Sommige sporters willen graag makkelijke tegenstanders om veel overwinningen achter de naam te hebben staan. Een ongeslagen record houden lijkt tegenwoordig een sport op zich. Dat kan beïnvloed worden als je alleen matches aanneemt met grote winkans. Het is ook een klein wereldje en veel mensen hebben dubbele petten: ze zijn én promotor, én bondsofficial. Of én promotor, én trainer van sommige deelnemers. Wordt er wel eens geprobeerd om je te beïnvloeden?
“Ja, tuurlijk. Vooral bij uitvallers. Dan moet iemand dus een nieuwe tegenstander krijgen, en willen ze soms alleen ja zeggen als er een grotere winkans is. Een invaller die niet optimaal voorbereid is maar twee partijen meer heeft, wordt soms zelfs in de A-klasse afgewezen door de vechter of trainer. Alsof we last minute nog veel andere opties hebben. Dat mensen hopen je te beïnvloeden maakt belangrijk dat je onafhankelijk bent en blijft. Zelf ben ik onafhankelijk van sportscholen en bonden en promoties. Je hebt al snel meerdere belangen. Maar ik moet zeggen: er zijn mensen die het prima aankunnen. Die én een bond runnen én promotor zijn en dat volgens mij echt integer doen. Maar er zijn er ook die meerdere petten op hebben en dan misschien toch het ene belang laten doorwegen, terwijl dat eigenlijk strijdig is met een andere rol die ze hebben.”
Tot voor kort waren er eigenlijk geen vereisten voor matchmakers. De Vechtsportautoriteit wilde dat er bepaalde eisen zouden worden gesteld. Was je daar meteen voorstander van?
“Ja. De lat lag te laag. Soms kwamen mensen die niets te doen hadden opeens als expert om de hoek kijken, terwijl ze nog geen gala hadden meegemaakt. Laat staan in de hoedanigheid als matchmaker. Dat kan niet. Ik denk dat het een voordeel is als je zelf ook getraind hebt, of misschien zelfs een wedstrijd gevochten. Dan weet je hoe verschrikkelijk het kan zijn als een tegenstander op het laatste moment uitvalt, omdat je je beter kan inleven. Dan weet je hoe zorgvuldig je te werk moet gaan.”

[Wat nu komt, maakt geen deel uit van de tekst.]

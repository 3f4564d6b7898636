//! CBOR serialization through `ciborium`.

use crate::error::{CodecError, CodecResult};
use serde::de::DeserializeOwned;
use serde::Serialize;

/// Encodes `value` as CBOR bytes.
///
/// # Errors
///
/// Returns [`CodecError::EncodingFailed`] if serialization fails.
pub fn to_cbor<T: Serialize + ?Sized>(value: &T) -> CodecResult<Vec<u8>> {
    let mut buf = Vec::new();
    ciborium::ser::into_writer(value, &mut buf)
        .map_err(|e| CodecError::encoding_failed(e.to_string()))?;
    Ok(buf)
}

/// Decodes a value previously written by [`to_cbor`].
///
/// # Errors
///
/// Returns [`CodecError::DecodingFailed`] on malformed or mismatched input.
pub fn from_cbor<T: DeserializeOwned>(bytes: &[u8]) -> CodecResult<T> {
    ciborium::de::from_reader(bytes).map_err(|e| CodecError::decoding_failed(e.to_string()))
}

#[cfg(test)]
mod tests {
    use super::*;
    use crate::{Row, Value};

    #[test]
    fn row_with_nested_values_survives() {
        let mut row = Row::new();
        row.insert("name", "Smarty Pants, Inc.");
        row.insert("id", 2i64);
        row.insert("ratio", Value::Float(0.5));
        row.insert("tags", Value::List(vec!["a".into(), Value::Null]));

        let decoded: Row = from_cbor(&to_cbor(&row).unwrap()).unwrap();
        assert_eq!(decoded, row);
    }

    #[test]
    fn garbage_is_rejected() {
        let result: CodecResult<Row> = from_cbor(&[0xff, 0x00, 0x13]);
        assert!(matches!(result, Err(CodecError::DecodingFailed { .. })));
    }
}
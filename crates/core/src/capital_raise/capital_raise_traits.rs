use async_trait::async_trait;

use super::CapitalRaiseAnnouncement;
use crate::errors::Result;
use crate::event_log::SecurityChangeEvent;

#[async_trait]
pub trait CapitalRaiseServiceTrait: Send + Sync {
    /// Grants rights to every current holder of the announced stock and
    /// returns the appended grant events (possibly none).
    ///
    /// Re-processing the same announcement grants again; callers that need
    /// at-most-once semantics must check `reference` themselves.
    async fn process_announcement(
        &self,
        announcement: CapitalRaiseAnnouncement,
    ) -> Result<Vec<SecurityChangeEvent>>;
}
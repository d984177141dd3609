use std::sync::Arc;

use axum::{
    extract::State,
    http::HeaderMap,
    routing::post,
    Json, Router,
};
use rightsbook_core::SecurityChangeEvent;

use crate::{
    error::{ApiError, ApiResult},
    main_lib::AppState,
};

const MESSAGE_ID_HEADER: &str = "x-message-id";

/// Accepts a one-line announcement such as `CAPITAL_RAISE FOOLAD 0.5` and
/// returns the grants it produced.
async fn post_announcement(
    State(state): State<Arc<AppState>>,
    headers: HeaderMap,
    body: String,
) -> ApiResult<Json<Vec<SecurityChangeEvent>>> {
    let message_id = headers
        .get(MESSAGE_ID_HEADER)
        .map(|value| {
            value
                .to_str()
                .map(str::to_string)
                .map_err(|_| ApiError::BadRequest("X-Message-Id must be ASCII".to_string()))
        })
        .transpose()?;
    let grants = state
        .announcement_consumer
        .consume(&body, message_id)
        .await?;
    Ok(Json(grants))
}

pub fn router() -> Router<Arc<AppState>> {
    Router::new().route("/announcements", post(post_announcement))
}
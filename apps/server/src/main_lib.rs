use std::sync::Arc;

use crate::config::{Config, LogFormat, StorageBackend};
use rightsbook_core::{
    capital_raise::{AnnouncementConsumer, CapitalRaiseService, CapitalRaiseServiceTrait},
    event_log::{EventLogRepositoryTrait, InMemoryEventLog},
    holdings::{AdjustmentService, AdjustmentServiceTrait, HoldingsService, HoldingsServiceTrait},
    rights::{
        RightTradingService, RightTradingServiceTrait, RightUsageService, RightUsageServiceTrait,
    },
    securities::{InMemorySecurityRegistry, SecurityRegistryTrait},
    utils::PortfolioLocks,
};
use rightsbook_storage_sqlite::{db, EventLogRepository};
use tracing_subscriber::prelude::*;
use tracing_subscriber::{fmt, EnvFilter};

pub struct AppState {
    pub event_log: Arc<dyn EventLogRepositoryTrait>,
    pub security_registry: Arc<InMemorySecurityRegistry>,
    pub holdings_service: Arc<dyn HoldingsServiceTrait>,
    pub adjustment_service: Arc<dyn AdjustmentServiceTrait>,
    pub announcement_consumer: Arc<AnnouncementConsumer>,
    pub right_trading_service: Arc<dyn RightTradingServiceTrait>,
    pub right_usage_service: Arc<dyn RightUsageServiceTrait>,
}

/// Installs the global subscriber. `log` records from the library crates are
/// forwarded into it.
pub fn init_tracing(format: LogFormat) -> anyhow::Result<()> {
    let filter = EnvFilter::try_from_default_env().unwrap_or_else(|_| EnvFilter::new("info"));
    let registry = tracing_subscriber::registry().with(filter);

    match format {
        LogFormat::Json => registry
            .with(fmt::layer().json().with_current_span(false))
            .try_init()?,
        LogFormat::Text => registry
            .with(fmt::layer().with_target(true).with_line_number(true))
            .try_init()?,
    }
    Ok(())
}

fn build_event_log(config: &Config) -> anyhow::Result<Arc<dyn EventLogRepositoryTrait>> {
    match config.storage {
        StorageBackend::Memory => {
            tracing::info!("Using in-memory event log");
            Ok(Arc::new(InMemoryEventLog::new()))
        }
        StorageBackend::Sqlite => {
            let (pool, writer) = db::open(&config.db_path)?;
            tracing::info!("Database path in use: {}", config.db_path);
            Ok(Arc::new(EventLogRepository::new(pool, writer)))
        }
    }
}

pub async fn build_state(config: &Config) -> anyhow::Result<Arc<AppState>> {
    let event_log = build_event_log(config)?;
    let security_registry = Arc::new(InMemorySecurityRegistry::new());
    let securities: Arc<dyn SecurityRegistryTrait> = security_registry.clone();
    let locks = Arc::new(PortfolioLocks::new());

    let holdings_service: Arc<dyn HoldingsServiceTrait> =
        Arc::new(HoldingsService::new(event_log.clone()));
    let adjustment_service: Arc<dyn AdjustmentServiceTrait> = Arc::new(AdjustmentService::new(
        event_log.clone(),
        securities.clone(),
        locks.clone(),
    ));
    let capital_raise_service: Arc<dyn CapitalRaiseServiceTrait> =
        Arc::new(CapitalRaiseService::new(
            event_log.clone(),
            holdings_service.clone(),
            securities.clone(),
            locks.clone(),
        ));
    let announcement_consumer = Arc::new(AnnouncementConsumer::new(capital_raise_service));
    let right_trading_service: Arc<dyn RightTradingServiceTrait> =
        Arc::new(RightTradingService::new(
            event_log.clone(),
            holdings_service.clone(),
            securities.clone(),
            locks.clone(),
        ));
    let right_usage_service: Arc<dyn RightUsageServiceTrait> = Arc::new(RightUsageService::new(
        event_log.clone(),
        holdings_service.clone(),
        securities,
        locks,
    ));

    Ok(Arc::new(AppState {
        event_log,
        security_registry,
        holdings_service,
        adjustment_service,
        announcement_consumer,
        right_trading_service,
        right_usage_service,
    }))
}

Hoe ziet het proces er nu uit? Kan iedereen matchmaker worden en een licentie krijgen?
“Iedereen kan zich aanmelden, maar er is beperkte capaciteit voor het opleiden. Ook daarom kijken we wel eerst goed hoe gemotiveerd iemand is, welke basiskennis ze hebben, hoe goed ze het wereldje en de vechters kennen. Als ze geen fundament hebben en het alleen voor het geld willen doen, is de kans niet groot dat het een succes wordt.”
En wat is jouw rol?
“Ik begeleid aspirant-matchmakers als de VA ze aan mij koppelt. Ik laat zien hoe ik mijn proces heb ingericht. Ik neem ze mee naar evenementen, als ik die heb, of ze lopen mee met de diverse bonden om de praktijk mee te maken. Ze maken verslagen, ik spreek betrokkenen, ondervraag ze en geef feedback. Maar ze moeten wel zo snel mogelijk zelfstandig werken. Zelf hun netwerk opbouwen, zelf problemen oplossen – ook de eerste paar keer. En als ik dan na een tijdje denk: die kan op eigen benen staan, dan geven we die ruimte. Maar het is ook nog in ontwikkeling, hoor. Ik overleg veel met de VA omdat we zelf ook lessen blijven leren. Ook voor onszelf moeten we de lat steeds iets hoger leggen. Dat komt uiteindelijk ten goede van de professionalisering van onze mooie sport.”